//! Palette classification for imported icons.
//!
//! An icon is either "themeable" (its colors are meant to be inherited from
//! the rendering context) or "fixed-palette" (its colors are deliberate
//! branding that must be preserved). The classifier decides which, from the
//! icon's serialized markup: a small number of distinct flat fills signals a
//! themeable icon, while gradients or a richer palette signal fixed branding.

/// How an icon's colors should be treated by the pipeline.
#[derive(Debug, Clone, Copy, PartialEq, Eq)]
pub enum PaletteVerdict {
    /// Colors are rewritten so the icon inherits from its context.
    Themeable,
    /// Colors are preserved exactly as authored.
    FixedPalette,
}

/// A flat fill color extracted from markup text.
///
/// Built fresh per classification pass; not persisted anywhere.
#[derive(Debug, Clone, PartialEq, Eq)]
pub struct ColorToken {
    /// The color as written, including the leading `#`.
    pub raw: String,
    /// Lowercased form used for distinctness comparison. No shorthand
    /// expansion: `#abc` and `#aabbcc` count as two distinct values.
    pub normalized: String,
}

/// Default distinct-flat-fill count above which an icon is fixed-palette.
pub const DEFAULT_COLOR_THRESHOLD: usize = 2;

/// Classifies an icon from its serialized markup.
///
/// Verdict is [`PaletteVerdict::FixedPalette`] when a gradient definition is
/// present or the number of distinct flat fill colors exceeds `threshold`;
/// otherwise [`PaletteVerdict::Themeable`]. An icon with no colors at all is
/// themeable (nothing to preserve).
pub fn classify(markup: &str, threshold: usize) -> PaletteVerdict {
    if has_gradient(markup) || flat_fills(markup).len() > threshold {
        PaletteVerdict::FixedPalette
    } else {
        PaletteVerdict::Themeable
    }
}

/// Returns true if the markup contains a gradient definition element.
pub fn has_gradient(markup: &str) -> bool {
    markup.contains("<linearGradient") || markup.contains("<radialGradient")
}

/// Extracts the distinct flat fill colors declared in the markup.
///
/// Matches both attribute form (`fill="#abc"`) and style-declaration form
/// (`fill:#abc`), case-insensitively, for 3- and 6-digit hex values.
/// Distinctness is judged on the lowercased text, first occurrence wins.
pub fn flat_fills(markup: &str) -> Vec<ColorToken> {
    let bytes = markup.as_bytes();
    let mut tokens: Vec<ColorToken> = Vec::new();

    for (pos, _) in markup.match_indices("fill") {
        // Reject matches inside longer names like "fill-rule" or "flood-fill".
        if pos > 0 {
            let prev = bytes[pos - 1];
            if prev.is_ascii_alphanumeric() || prev == b'-' {
                continue;
            }
        }

        let mut i = pos + "fill".len();
        while i < bytes.len() && bytes[i].is_ascii_whitespace() {
            i += 1;
        }
        if i >= bytes.len() || (bytes[i] != b'=' && bytes[i] != b':') {
            continue;
        }
        i += 1;
        while i < bytes.len() && bytes[i].is_ascii_whitespace() {
            i += 1;
        }
        if i < bytes.len() && (bytes[i] == b'"' || bytes[i] == b'\'') {
            i += 1;
        }
        while i < bytes.len() && bytes[i].is_ascii_whitespace() {
            i += 1;
        }
        if i >= bytes.len() || bytes[i] != b'#' {
            continue;
        }

        let start = i + 1;
        let mut end = start;
        while end < bytes.len() && bytes[end].is_ascii_hexdigit() {
            end += 1;
        }
        let digits = end - start;
        if digits != 3 && digits != 6 {
            continue;
        }

        let raw = &markup[start - 1..end];
        let normalized = raw.to_ascii_lowercase();
        if !tokens.iter().any(|token| token.normalized == normalized) {
            tokens.push(ColorToken {
                raw: raw.to_string(),
                normalized,
            });
        }
    }

    tokens
}

// ============================================================================
// Tests
// ============================================================================

#[cfg(test)]
mod tests {
    use super::*;

    fn verdict(markup: &str) -> PaletteVerdict {
        classify(markup, DEFAULT_COLOR_THRESHOLD)
    }

    #[test]
    fn no_colors_is_themeable() {
        assert_eq!(
            verdict(r#"<svg viewBox="0 0 16 16"><path d="M0 0z"/></svg>"#),
            PaletteVerdict::Themeable
        );
    }

    #[test]
    fn single_flat_fill_is_themeable() {
        assert_eq!(
            verdict(r##"<svg><path fill="#112233" d="M0 0z"/></svg>"##),
            PaletteVerdict::Themeable
        );
    }

    #[test]
    fn two_flat_fills_is_themeable() {
        assert_eq!(
            verdict(r##"<svg><path fill="#111"/><path fill="#222"/></svg>"##),
            PaletteVerdict::Themeable
        );
    }

    #[test]
    fn three_flat_fills_is_fixed_palette() {
        assert_eq!(
            verdict(r##"<svg><path fill="#111"/><path fill="#222"/><path fill="#333"/></svg>"##),
            PaletteVerdict::FixedPalette
        );
    }

    #[test]
    fn gradient_is_fixed_palette_regardless_of_fills() {
        assert_eq!(
            verdict(r##"<svg><defs><linearGradient id="g"/></defs><path fill="#111"/></svg>"##),
            PaletteVerdict::FixedPalette
        );
        assert_eq!(
            verdict(r#"<svg><defs><radialGradient id="g"/></defs></svg>"#),
            PaletteVerdict::FixedPalette
        );
    }

    #[test]
    fn case_variants_count_once() {
        let fills = flat_fills(r##"<svg><path fill="#AbC"/><path fill="#abc"/></svg>"##);
        assert_eq!(fills.len(), 1);
        assert_eq!(fills[0].normalized, "#abc");
        assert_eq!(fills[0].raw, "#AbC");
    }

    #[test]
    fn shorthand_and_long_form_stay_distinct() {
        // No shorthand expansion: #abc and #aabbcc are comparable but distinct.
        let fills = flat_fills(r##"<svg><path fill="#abc"/><path fill="#aabbcc"/></svg>"##);
        assert_eq!(fills.len(), 2);
    }

    #[test]
    fn style_declaration_form_is_detected() {
        let fills = flat_fills(r##"<path style="stroke:none;fill:#445566"/>"##);
        assert_eq!(fills.len(), 1);
        assert_eq!(fills[0].normalized, "#445566");
    }

    #[test]
    fn fill_rule_and_non_hex_fills_are_ignored() {
        let fills = flat_fills(
            r##"<path fill-rule="evenodd" fill="none"/><path fill="url(#g)"/><path fill="red"/>"##,
        );
        assert!(fills.is_empty());
    }

    #[test]
    fn malformed_hex_lengths_are_ignored() {
        let fills = flat_fills(r##"<path fill="#1234"/><path fill="#12"/>"##);
        assert!(fills.is_empty());
    }

    #[test]
    fn threshold_is_configurable() {
        let markup = r##"<svg><path fill="#111"/><path fill="#222"/></svg>"##;
        assert_eq!(classify(markup, 1), PaletteVerdict::FixedPalette);
        assert_eq!(classify(markup, 2), PaletteVerdict::Themeable);
    }
}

▶ _Instructions to follow_: Copy every line of the data that holds the string "Debug".

▶ _Task solution_:
#[derive(Debug, Clone, Copy, PartialEq, Eq)]
#[derive(Debug, Clone, PartialEq, Eq)]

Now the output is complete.